Given that crypto didn’t really explode onto the world stage until 2017, such developments highlight just how quickly and effectively the industry is moving toward regulation and legitimacy. And not only is it moving willingly toward greater compliance, but it’s also being helped along its way by governments and regulators, which are busy developing clear, often international frameworks which will help exchanges understand just where they stand in terms of the law. Most notably, November saw the Financial Action Task Force (FATF) — a body which formulates AML regulations to be adopted globally — update its guidelines on cryptocurrencies. These were changed so as to require the FATF’s 35 member states to subject all transmitters of crypto to AML regulations, something which in turn would demand that such transmitters be licensed and/or monitored.
Distraction
Clearly, if the FATF’s members — which include the U.S., Canada, U.K., France, Germany, Russia, China, India, Australia and Brazil — adopt such guidance within their own jurisdictions, then crypto exchanges would be required to strengthen their observance of AML standards even further. Seeing as how crypto has hardly been called out by regulators to the extent that big international banks have, it’s arguable that additional legislation and monitoring isn’t really necessary, although it will be an important step in reassuring the general public that cryptocurrencies aren’t the shady underworld that the mainstream media likes to paint them as being.
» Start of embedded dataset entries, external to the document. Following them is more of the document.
//! Persistent store for map pins and the photo albums saved against them.

use chrono::{DateTime, Utc};
use rusqlite::{params, Connection, OptionalExtension};
use rusqlite_migration::{Migrations, M};
use std::path::Path;
use std::sync::{Arc, Mutex};
use thiserror::Error;

pub type PinId = i64;
pub type PhotoId = i64;

#[derive(Debug, Error)]
pub enum StoreError {
    #[error("Database Error: {0}")]
    DatabaseError(String),
    #[error("Pin {0} not found")]
    PinNotFound(PinId),
    #[error("Photo {0} not found")]
    PhotoNotFound(PhotoId),
    #[error("Other Error: {0}")]
    Other(String),
}

/// A saved map location owning a photo album.
#[derive(Debug, Clone, PartialEq)]
pub struct Pin {
    pub id: PinId,
    pub latitude: f64,
    pub longitude: f64,
    pub created_at: DateTime<Utc>,
}

/// One album entry: a remote URL and, once downloaded, the image bytes.
#[derive(Debug, Clone, PartialEq)]
pub struct Photo {
    pub id: PhotoId,
    pub pin_id: PinId,
    pub remote_url: String,
    pub image_data: Option<Vec<u8>>,
}

impl Photo {
    /// A photo without bytes is still waiting for its download.
    pub fn is_pending(&self) -> bool {
        self.image_data.is_none()
    }
}

#[derive(Clone)]
pub struct PinStore {
    conn: Arc<Mutex<Connection>>,
}

// AUTOINCREMENT keeps photo ids from ever being reused, so a download
// completing for a deleted photo is rejected by identity.
fn apply_migrations(conn: &mut Connection) -> Result<(), StoreError> {
    let migrations = Migrations::new(vec![
        M::up(
            "CREATE TABLE IF NOT EXISTS schema_version (version INTEGER NOT NULL);\
             INSERT INTO schema_version (version) VALUES (1);\
             CREATE TABLE IF NOT EXISTS pins (\
                 id INTEGER PRIMARY KEY AUTOINCREMENT,\
                 latitude REAL NOT NULL,\
                 longitude REAL NOT NULL,\
                 created_at TEXT NOT NULL\
             );\
             CREATE TABLE IF NOT EXISTS photos (\
                 id INTEGER PRIMARY KEY AUTOINCREMENT,\
                 pin_id INTEGER NOT NULL REFERENCES pins(id) ON DELETE CASCADE,\
                 remote_url TEXT NOT NULL,\
                 image_data BLOB\
             );",
        ),
        M::up(
            "CREATE INDEX IF NOT EXISTS idx_photos_pin_id ON photos (pin_id);\
             UPDATE schema_version SET version = 2;",
        ),
    ]);
    migrations
        .to_latest(conn)
        .map_err(|e| StoreError::DatabaseError(format!("Failed to apply migrations: {}", e)))?;
    Ok(())
}

fn read_pin(row: &rusqlite::Row) -> rusqlite::Result<Pin> {
    let created: String = row.get(3)?;
    Ok(Pin {
        id: row.get(0)?,
        latitude: row.get(1)?,
        longitude: row.get(2)?,
        created_at: DateTime::parse_from_rfc3339(&created)
            .map(|dt| dt.with_timezone(&Utc))
            .unwrap_or_else(|_| DateTime::<Utc>::from(std::time::UNIX_EPOCH)),
    })
}

fn read_photo(row: &rusqlite::Row) -> rusqlite::Result<Photo> {
    Ok(Photo {
        id: row.get(0)?,
        pin_id: row.get(1)?,
        remote_url: row.get(2)?,
        image_data: row.get(3)?,
    })
}

fn insert_photo(
    conn: &Connection,
    pin_id: PinId,
    remote_url: &str,
    image_data: Option<&[u8]>,
) -> Result<PhotoId, StoreError> {
    let inserted = conn
        .execute(
            "INSERT INTO photos (pin_id, remote_url, image_data)\
             SELECT ?1, ?2, ?3 WHERE EXISTS (SELECT 1 FROM pins WHERE id = ?1)",
            params![pin_id, remote_url, image_data],
        )
        .map_err(|e| StoreError::DatabaseError(format!("Failed to insert photo: {}", e)))?;
    if inserted == 0 {
        return Err(StoreError::PinNotFound(pin_id));
    }
    Ok(conn.last_insert_rowid())
}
Indeed, it’s an interesting story in its own right as to why, when “reputable” banks like Morgan Stanley, UBS and Société Générale are being fined left, right and center, it’s the comparatively small cryptocurrency industry that’s attracting most of the world’s glare as an alleged sanctuary for rogues and criminals. In the face of such peccadillos as the forex scandal, the LIBOR scandal, the Russian Laundromat scandal, the PPI mis-selling scandal (among many others), the idea that crypto is a serious weak point in an otherwise impenetrable financial fortress is almost laughable and should be viewed with a healthy dose of scepticism.
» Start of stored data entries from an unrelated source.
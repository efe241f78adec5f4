use serde::{Deserialize, Serialize};
use std::path::PathBuf;

#[derive(Serialize, Deserialize, Clone)]
pub struct AppConfig {
    pub log_level: String,
    pub api_key: String,
    pub per_page: u32,
    pub page_cap: u32,
    pub preload_concurrency: usize,
    #[serde(skip_serializing_if = "Option::is_none")]
    pub request_timeout_secs: Option<u64>,
    pub cache_path: PathBuf,
}

pub struct AppConfigOverrides {
    pub log_level: Option<String>,
    pub api_key: Option<String>,
    pub page_cap: Option<u32>,
    pub preload_concurrency: Option<usize>,
    pub request_timeout_secs: Option<u64>,
    pub cache_path: Option<PathBuf>,
}

fn default_config_path() -> PathBuf {
    dirs::home_dir()
        .unwrap_or_else(|| PathBuf::from("."))
        .join(".pinpix")
        .join("config")
}

impl AppConfig {
    pub fn load_from(path: Option<PathBuf>) -> Self {
        let mut builder = config::Config::builder();
        let path = path.unwrap_or_else(default_config_path);
        builder = builder.add_source(config::File::from(path).required(false));
        let cfg = builder.build().unwrap_or_default();

        let log_level = cfg
            .get_string("log_level")
            .unwrap_or_else(|_| "info".to_string());
        let api_key = cfg
            .get_string("api_key")
            .ok()
            .or_else(|| std::env::var("FLICKR_API_KEY").ok())
            .unwrap_or_default();
        let per_page = cfg.get_int("per_page").unwrap_or(21) as u32;
        let page_cap = cfg.get_int("page_cap").unwrap_or(40) as u32;
        let preload_concurrency = cfg.get_int("preload_concurrency").unwrap_or(4) as usize;
        let request_timeout_secs = cfg.get_int("request_timeout_secs").ok().map(|v| v as u64);
        let cache_path = cfg
            .get_string("cache_path")
            .map(PathBuf::from)
            .unwrap_or_else(|_| {
                dirs::home_dir()
                    .unwrap_or_else(|| PathBuf::from("."))
                    .join(".pinpix")
            });

        Self {
            log_level,
            api_key,
            per_page,
            page_cap,
            preload_concurrency,
            request_timeout_secs,
            cache_path,
        }
    }

    pub fn apply_overrides(mut self, ov: &AppConfigOverrides) -> Self {
        if let Some(l) = &ov.log_level {
            self.log_level = l.clone();
        }
        if let Some(k) = &ov.api_key {
            self.api_key = k.clone();
        }
        if let Some(c) = ov.page_cap {
            self.page_cap = c;
        }
        if let Some(p) = ov.preload_concurrency {
            self.preload_concurrency = p;
        }
        if let Some(t) = ov.request_timeout_secs {
            self.request_timeout_secs = Some(t);
        }
        if let Some(p) = &ov.cache_path {
            self.cache_path = p.clone();
        }
        self
    }

    pub fn save_to(&self, path: Option<PathBuf>) -> std::io::Result<()> {
        let path = path.unwrap_or_else(default_config_path);
        if let Some(parent) = path.parent() {
            std::fs::create_dir_all(parent)?;
        }
        let data = toml::to_string(self)
            .map_err(|e| std::io::Error::new(std::io::ErrorKind::Other, e))?;
        std::fs::write(path, data)
    }
}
One possible explanation for this, aside from an obvious fear-of-the-new, is that cryptocurrency serves as a convenient distraction away from the problems currently being experienced by the traditional financial sector. According to the 2018 Edelman Trust Barometer, the financial services sector stands as the least-trusted industry internationally, with only 54 percent of the global public trusting it (compared to 75 percent and 70 percent for technology and education, for instance). This is perhaps unsurprising in light of the financial crisis of 2007-08 (and, in fact, trust was as low as 48 percent in 2014), so it’s fortunate that banks and financial institutions now have crypto to regularly denounce, so as to create the implied impression that the businesses they represent are somehow much better. However, given the speed with which crypto exchanges have taken to licensing and to self-regulation, and with which they’ve sought to demonstrate their compliance with AML legislation, it’s only a matter of time before the financial industry will have to look elsewhere for scapegoats.